In Deutschland bahnt sich ein politischer Umbruch an. Ein Jahr vor der so genannten Machtübernahme der Nationalsozialisten im Jahr 1933, tritt Walter Jacob der NSDAP und der Sturmabteilung, kurz SA, bei. Was waren die Gründe dafür, sich einem System anzuschließen, das die Grundrechte der Menschen und der Demokratie verletzt? Perspektivlosigkeit und gesellschaftliche Ungleichgewichte oder die Sehnsucht nach ideologischem Halt und Struktur? Im Jahr 1934 lernt er seine Frau Charlotte Brünner (1912–1991) kennen und wenig später kommt ihre erste gemeinsame Tochter Michaela (1935–2009) zur Welt. Um seinen beruflichen Status als Kunstmaler zu sichern und seine Familie zu versorgen, Arbeitsmaterialien zu erwerben und Zugang zum immer stärker reglementierten Kunst- und Ausstellungsbetrieb zu erhalten, ordnet sich Jacob unter. Insbesondere der zur Ausstellung erschienene Katalog setzt sich mit dieser Zeit in Walter Jacobs Leben auseinander.

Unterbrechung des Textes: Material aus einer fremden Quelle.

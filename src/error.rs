//! Error types for the gateway.
//!
//! All errors are strongly typed using thiserror. Each layer has its own
//! enum and the top-level [`GatewayError`] composes them, so callers can
//! match on the precise failure while still propagating with `?`.

use thiserror::Error;

use crate::storage::StoreError;

/// Errors raised by a remote feed subscription or a remote write.
///
/// Every variant is a `TransientNetworkError` in the gateway's taxonomy:
/// it is retried with backoff and never surfaced beyond the log.
#[derive(Debug, Clone, Error)]
pub enum FeedError {
    #[error("Transient network error: {message}")]
    TransientNetwork {
        message: String,
    },

    #[error("Feed disconnected: {feed}")]
    Disconnected {
        feed: String,
    },

    #[error("Feed protocol error: {message}")]
    Protocol {
        message: String,
    },
}

impl FeedError {
    /// Creates a transient network error.
    #[must_use]
    pub fn transient(message: impl Into<String>) -> Self {
        Self::TransientNetwork {
            message: message.into(),
        }
    }

    /// Creates a disconnection error for the named feed.
    #[must_use]
    pub fn disconnected(feed: impl Into<String>) -> Self {
        Self::Disconnected { feed: feed.into() }
    }
}

impl From<std::io::Error> for FeedError {
    fn from(err: std::io::Error) -> Self {
        Self::TransientNetwork {
            message: err.to_string(),
        }
    }
}

/// Reasons a remote command is refused without actuation.
///
/// None of these are faults: the command is logged, acknowledged where
/// appropriate, and never retried.
#[derive(Debug, Clone, PartialEq, Eq, Error)]
pub enum CommandRejection {
    #[error("Stale command {command_id}: issued {age_secs}s ago, outside the retention window")]
    StaleCommand {
        command_id: String,
        age_secs: i64,
    },

    #[error("Duplicate command {command_id}: already actuated")]
    DuplicateCommand {
        command_id: String,
    },

    #[error("Unknown command kind '{kind}' in command {command_id}")]
    UnknownCommandKind {
        command_id: String,
        kind: String,
    },

    #[error("Unknown address '{address}' in command {command_id}")]
    UnknownAddress {
        command_id: String,
        address: String,
    },

    #[error("Command {command_id} targets community '{community}'")]
    WrongCommunity {
        command_id: String,
        community: String,
    },
}

impl CommandRejection {
    /// The id of the rejected command.
    #[must_use]
    pub fn command_id(&self) -> &str {
        match self {
            Self::StaleCommand { command_id, .. }
            | Self::DuplicateCommand { command_id }
            | Self::UnknownCommandKind { command_id, .. }
            | Self::UnknownAddress { command_id, .. }
            | Self::WrongCommunity { command_id, .. } => command_id,
        }
    }
}

/// Errors from the relay actuator or the tag reader.
#[derive(Debug, Error)]
pub enum HardwareError {
    #[error("No relay mapped for address '{address}'")]
    UnknownAddress {
        address: String,
    },

    #[error("Relay {relay} command failed: {message}")]
    RelayFailed {
        relay: u8,
        message: String,
    },

    #[error("Tag reader closed")]
    ReaderClosed,

    #[error("Hardware I/O error: {0}")]
    Io(#[from] std::io::Error),
}

/// Configuration loading and validation errors.
#[derive(Debug, Error)]
pub enum ConfigError {
    #[error("Failed to read config {path}: {message}")]
    Io {
        path: String,
        message: String,
    },

    #[error("Failed to parse config: {0}")]
    Parse(#[from] serde_json::Error),

    #[error("Invalid config field '{field}': {reason}")]
    Invalid {
        field: String,
        reason: String,
    },
}

impl ConfigError {
    pub(crate) fn invalid(field: &str, reason: impl Into<String>) -> Self {
        Self::Invalid {
            field: field.to_string(),
            reason: reason.into(),
        }
    }
}

/// Top-level error type for the gateway.
#[derive(Debug, Error)]
pub enum GatewayError {
    #[error("Store error: {0}")]
    Store(#[from] StoreError),

    #[error("Feed error: {0}")]
    Feed(#[from] FeedError),

    #[error("Command rejected: {0}")]
    Command(#[from] CommandRejection),

    #[error("Hardware error: {0}")]
    Hardware(#[from] HardwareError),

    #[error("Config error: {0}")]
    Config(#[from] ConfigError),

    /// The local store stayed unavailable past the retry ceiling.
    #[error("Fatal store failure after {attempts} attempts: {message}")]
    FatalStoreFailure {
        attempts: u32,
        message: String,
    },

    #[error("Shutdown requested")]
    Shutdown,

    #[error("Internal error: {message}")]
    Internal {
        message: String,
    },
}

impl GatewayError {
    /// Creates an internal error.
    #[must_use]
    pub fn internal(message: impl Into<String>) -> Self {
        Self::Internal {
            message: message.into(),
        }
    }

    /// Returns true if this error should end the process so the service
    /// manager can restart it.
    #[must_use]
    pub const fn is_fatal(&self) -> bool {
        matches!(
            self,
            Self::FatalStoreFailure { .. } | Self::Store(_) | Self::Internal { .. }
        )
    }

    /// Returns true if this error is retryable.
    #[must_use]
    pub fn is_retryable(&self) -> bool {
        match self {
            Self::Feed(_) => true,
            Self::Store(e) => e.is_unavailable(),
            Self::Command(_)
            | Self::Hardware(_)
            | Self::Config(_)
            | Self::FatalStoreFailure { .. }
            | Self::Shutdown
            | Self::Internal { .. } => false,
        }
    }
}

/// Result type alias for gateway operations.
pub type GatewayResult<T> = Result<T, GatewayError>;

Nach Beendigung des Krieges und der Geburt ihrer zweiten Tochter Friederike (*1945) geht die Familie nach Bad Hindelang ins Allgäu. In den geliebten Bergen bekommen Jacobs Gemüt, seine Motive und auch die Farbpalette zunehmend mehr Schatten. Es entstehen groß angelegte Gemälde, die als visuelle Zeugen auf der Leinwand ausdrücken, was er erlebt hat und vielleicht selbst nicht in Worte fassen kann. In düsteren, oft nächtlichen Szenerien, aus denen Verzweiflung und der nahe Tod sprechen, hebt sich aber immer auch seine große Liebe zur Farbe ab. Ein Jahr nach seiner Retrospektive, die 1956 in Paris in der Galerie André Maurice stattfindet und in der 200 seiner Arbeiten zu sehen sind, greift er die Bergdämonen noch einmal auf und hält sie in einem Ölgemälde fest. Aus kaum voneinander zu trennenden Körpern ohne Gesichter tritt eine Figur mit einer Krone besonders hervor, der sich Jacob einige Jahren später erneut widmen wird. Sein Gesundheitszustand wird schlechter, neben einer Genesung seiner Galle und Leber wünscht er sich ein „neues Aufflammen seiner Seele“. Seine neue Farbskala kommt ohne jedes Blau aus. Jacob zieht sich immer wieder in die Einsamkeit zurück. Am 13. Juli 1964 stirbt Walter Jacob in Bad Hindelang im Allgäu. Seine Familie beschreibt friedliche letzte Stunden, in denen Jacob die Berge sehen und Wein trinken will.